Atlanta Braves Mt. Rushmore
No argument here. He hit 733 home runs as a Brave, the most of any player for a single team. He scored 2,107 runs, had 3,600 hits and 600 doubles. This is as unanimous as you will find with any selection for any team. Aaron is a strong candidate for an MLB Mt. Rushmore.
Maybe not quite as much of a lock as Aaron, but close since 356 of his 363 wins came in a Braves uniform. As good as Atlanta's pitching was in the 1990s, Spahn still stands high above other starters.
The arguments begin with the third and fourth heads etched in the mountain. From first overall draft pick to certain Hall of Famer, Jones spent his entire professional life dedicated to this franchise. He proved himself as a leader over his last few seasons, and from a stats perspective, he has few peers. Since 1961 (Expansion Era), only seven other players have 450 homers, 2,700 hits, 1,600 runs and 1,600 RBIs. And of those, only Chipper can claim a .300 batting average (.303).
There’s too much rich pitching history here for the fourth player not to be a pitcher. Smoltz has been closer to being Mr. Brave than his pitching cohorts (and fellow Hall of Famers) Tom Glavine and Greg Maddux. Smoltzie has 16 more wins as a Brave than Maddux and 34 fewer than Glavine. But I think his 154 saves more than make up for that. (And Smoltz didn’t succumb to the players’ union and cross over to the hated Mets as a free agent.)
Eddie Mathews is the only player to suit up for the franchise in Boston, Milwaukee and Atlanta. And he hit 493 home runs with the team. But Jones bests Mathews in every offensive category but home runs and triples.

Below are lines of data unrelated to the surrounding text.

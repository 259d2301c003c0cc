use std::sync::Arc;

use dioxus::html::geometry::WheelDelta;
use dioxus::html::input_data::MouseButton;
use dioxus::prelude::*;
use estatemap_shared::geo::{self, Coordinate};
use estatemap_shared::models::{Marker, Overlay, OverlayKind};

use crate::coords::{self, Pan, Viewport};

const MAP_CONTAINER_ID: &str = "estate-map-container";

const TILE_URL: &str = "https://tile.openstreetmap.org";

/// Pointer travel in pixels before a press becomes a pan.
const MOUSE_PAN_RADIUS: f64 = 3.0;
const TOUCH_PAN_RADIUS: f64 = 8.0;

/// Click distance (container pixels) within which a marker counts as hit.
const HIT_RADIUS: f64 = 18.0;

/// Container size assumed before the element is laid out.
const FALLBACK_SIZE: (f64, f64) = (960.0, 640.0);

const LINE_COLOR: &str = "#7b3fb5";
const AREA_FILL: &str = "rgba(47,127,209,0.15)";
const AREA_STROKE: &str = "#2f7fd1";

fn container_rect() -> Option<web_sys::DomRect> {
    let document = web_sys::window()?.document()?;
    let element = document.get_element_by_id(MAP_CONTAINER_ID)?;
    Some(element.get_bounding_client_rect())
}

fn container_size() -> (f64, f64) {
    container_rect()
        .map(|r| (r.width(), r.height()))
        .filter(|(w, h)| *w > 0.0 && *h > 0.0)
        .unwrap_or(FALLBACK_SIZE)
}

/// Container-relative position of a client point.
fn to_container(client_x: f64, client_y: f64) -> Option<(f64, f64)> {
    let rect = container_rect()?;
    Some(coords::client_to_container(
        client_x,
        client_y,
        rect.left(),
        rect.top(),
    ))
}

/// Zoom step for a wheel event: +1 in, -1 out, 0 for no vertical motion.
fn wheel_step(delta: WheelDelta) -> i32 {
    let dy = match delta {
        WheelDelta::Pixels(d) => d.y,
        WheelDelta::Lines(d) => d.y,
        WheelDelta::Pages(d) => d.y,
    };
    if dy < 0.0 {
        1
    } else if dy > 0.0 {
        -1
    } else {
        0
    }
}
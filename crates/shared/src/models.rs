use std::collections::BTreeMap;
use std::str::FromStr;

use serde::{Deserialize, Serialize};

use crate::geo::Coordinate;

#[derive(Debug, Clone, Copy, PartialEq, Eq, PartialOrd, Ord, Hash, Serialize, Deserialize)]
#[serde(rename_all = "lowercase")]
pub enum AmenityCategory {
    Metro,
    School,
    Hospital,
    Airport,
}

impl AmenityCategory {
    pub const ALL: [AmenityCategory; 4] = [
        AmenityCategory::Metro,
        AmenityCategory::School,
        AmenityCategory::Hospital,
        AmenityCategory::Airport,
    ];

    pub fn slug(self) -> &'static str {
        match self {
            AmenityCategory::Metro => "metro",
            AmenityCategory::School => "school",
            AmenityCategory::Hospital => "hospital",
            AmenityCategory::Airport => "airport",
        }
    }

    /// Plural label shown in the filter panel.
    pub fn label(self) -> &'static str {
        match self {
            AmenityCategory::Metro => "Metros",
            AmenityCategory::School => "Schools",
            AmenityCategory::Hospital => "Hospitals",
            AmenityCategory::Airport => "Airports",
        }
    }

    /// Category string understood by the upstream nearby-search API.
    pub fn places_type(self) -> &'static str {
        match self {
            AmenityCategory::Metro => "subway_station",
            AmenityCategory::School => "school",
            AmenityCategory::Hospital => "hospital",
            AmenityCategory::Airport => "airport",
        }
    }
}

impl std::fmt::Display for AmenityCategory {
    fn fmt(&self, f: &mut std::fmt::Formatter<'_>) -> std::fmt::Result {
        write!(f, "{}", self.slug())
    }
}

impl FromStr for AmenityCategory {
    type Err = String;

    fn from_str(s: &str) -> Result<Self, Self::Err> {
        let needle = s.trim().to_ascii_lowercase();
        AmenityCategory::ALL
            .into_iter()
            .find(|c| c.slug() == needle || c.places_type() == needle)
            .or(match needle.as_str() {
                "metros" | "subway" | "metro_station" => Some(AmenityCategory::Metro),
                "schools" => Some(AmenityCategory::School),
                "hospitals" => Some(AmenityCategory::Hospital),
                "airports" => Some(AmenityCategory::Airport),
                _ => None,
            })
            .ok_or_else(|| format!("Unknown amenity category: {}", s))
    }
}

/// An amenity attached to a project in its source record, with the distance
/// the dataset (or the loader) computed for it.
#[derive(Debug, Clone, PartialEq, Serialize, Deserialize)]
pub struct NearbyAmenity {
    pub name: String,
    pub distance_km: f64,
    pub coordinate: Coordinate,
}

#[derive(Debug, Clone, PartialEq, Serialize, Deserialize)]
pub struct Project {
    pub id: String,
    pub name: String,
    pub coordinate: Coordinate,
    #[serde(default)]
    pub images: Vec<String>,
    #[serde(default)]
    pub nearby: BTreeMap<AmenityCategory, Vec<NearbyAmenity>>,
}

impl Project {
    /// Precomputed amenities of one category, if the source record had a list for it.
    pub fn nearby_of(&self, category: AmenityCategory) -> Option<&[NearbyAmenity]> {
        self.nearby.get(&category).map(Vec::as_slice)
    }
}

/// Generate a URL-safe slug from a display name.
pub fn slugify(name: &str) -> String {
    name.to_lowercase()
        .chars()
        .map(|c| if c.is_alphanumeric() { c } else { '-' })
        .collect::<String>()
        .split('-')
        .filter(|s| !s.is_empty())
        .collect::<Vec<_>>()
        .join("-")
}

#[derive(Debug, Clone, PartialEq, Serialize, Deserialize)]
pub struct Amenity {
    pub name: String,
    pub category: AmenityCategory,
    pub coordinate: Coordinate,
}

/// Image URLs for a project, from the separate image dataset.
#[derive(Debug, Clone, PartialEq, Serialize, Deserialize)]
pub struct ProjectImages {
    pub project_name: String,
    pub images: Vec<String>,
}

#[derive(Debug, Clone, Copy, PartialEq, Eq, Serialize, Deserialize)]
pub enum OverlayKind {
    Line,
    Area,
}

/// A route or boundary drawn beneath the markers. Each path is one
/// line string or polygon ring.
#[derive(Debug, Clone, PartialEq, Serialize, Deserialize)]
pub struct Overlay {
    pub name: Option<String>,
    pub kind: OverlayKind,
    pub paths: Vec<Vec<Coordinate>>,
}

#[derive(Debug, Clone, Copy, PartialEq, Eq, Hash)]
pub enum MarkerIcon {
    Project,
    Amenity(AmenityCategory),
}

impl MarkerIcon {
    /// Fill color of the map pin.
    pub fn color(self) -> &'static str {
        match self {
            MarkerIcon::Project => "#d64545",
            MarkerIcon::Amenity(AmenityCategory::Metro) => "#7b3fb5",
            MarkerIcon::Amenity(AmenityCategory::School) => "#2f7fd1",
            MarkerIcon::Amenity(AmenityCategory::Hospital) => "#2e9e5b",
            MarkerIcon::Amenity(AmenityCategory::Airport) => "#e08a1e",
        }
    }

    /// Single-letter glyph drawn inside the pin.
    pub fn glyph(self) -> char {
        match self {
            MarkerIcon::Project => 'P',
            MarkerIcon::Amenity(AmenityCategory::Metro) => 'M',
            MarkerIcon::Amenity(AmenityCategory::School) => 'S',
            MarkerIcon::Amenity(AmenityCategory::Hospital) => 'H',
            MarkerIcon::Amenity(AmenityCategory::Airport) => 'A',
        }
    }
}

/// A renderable point for the current view state. `project_id` is set for
/// project markers so a click can select them.
#[derive(Debug, Clone, PartialEq)]
pub struct Marker {
    pub coordinate: Coordinate,
    pub icon: MarkerIcon,
    pub label: String,
    pub detail: Option<String>,
    pub project_id: Option<String>,
}

// Upstream nearby-search wire types. Unknown fields are ignored.

#[derive(Debug, Clone, PartialEq, Default, Serialize, Deserialize)]
pub struct PlacesResponse {
    #[serde(default)]
    pub results: Vec<Place>,
    #[serde(default, skip_serializing_if = "Option::is_none")]
    pub status: Option<String>,
}

#[derive(Debug, Clone, PartialEq, Serialize, Deserialize)]
pub struct Place {
    pub name: String,
    pub geometry: PlaceGeometry,
    #[serde(default, skip_serializing_if = "Option::is_none")]
    pub vicinity: Option<String>,
}

#[derive(Debug, Clone, PartialEq, Serialize, Deserialize)]
pub struct PlaceGeometry {
    pub location: PlaceLocation,
}

#[derive(Debug, Clone, Copy, PartialEq, Serialize, Deserialize)]
pub struct PlaceLocation {
    pub lat: f64,
    pub lng: f64,
}

impl Place {
    pub fn coordinate(&self) -> Option<Coordinate> {
        Coordinate::new(self.geometry.location.lat, self.geometry.location.lng)
    }
}
use axum::http::StatusCode;
use axum::response::{IntoResponse, Response};

/// An error answered to the HTTP caller as a plain-text body.
#[derive(Debug, Clone, PartialEq)]
pub struct AppError {
    pub status: StatusCode,
    pub message: String,
}

impl AppError {
    pub fn new(status: StatusCode, message: impl Into<String>) -> Self {
        Self {
            status,
            message: message.into(),
        }
    }

    pub fn bad_request(message: impl Into<String>) -> Self {
        Self::new(StatusCode::BAD_REQUEST, message)
    }

    pub fn internal(message: impl Into<String>) -> Self {
        Self::new(StatusCode::INTERNAL_SERVER_ERROR, message)
    }
}

impl std::fmt::Display for AppError {
    fn fmt(&self, f: &mut std::fmt::Formatter<'_>) -> std::fmt::Result {
        write!(f, "{} ({})", self.message, self.status)
    }
}

impl IntoResponse for AppError {
    fn into_response(self) -> Response {
        (self.status, self.message).into_response()
    }
}

pub type AppResult<T> = Result<T, AppError>;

Greg Maddux was generally considered the ace when he pitched alongside Tom Glavine and Smoltz, but Maddux won less than 200 games for Atlanta, fewer than either of his fellow aces.
Tom Glavine, with a Cy Young award and 244 wins, was difficult to omit.
Longtime Brave Phil Niekro won 268 games, and his career spanned the division winners in 1969-70 and 1982.
I would also submit Bobby Cox’s name for consideration. The general manager/manager turned around a floundering franchise, both with personnel moves and day-to-day moves in the dugout for 20+ seasons in addition to his first four-year stint with the team.
Fans all over the South, who fell in love with the Braves in the 1980s thanks to the Superstation TBS, would lobby hard for Dale Murphy. A terrific player and an outstanding man, Murph falls just short for this franchise.
Kid Nichols won 329 games, but 297 of those came prior to 1900, so few fans can relate to that.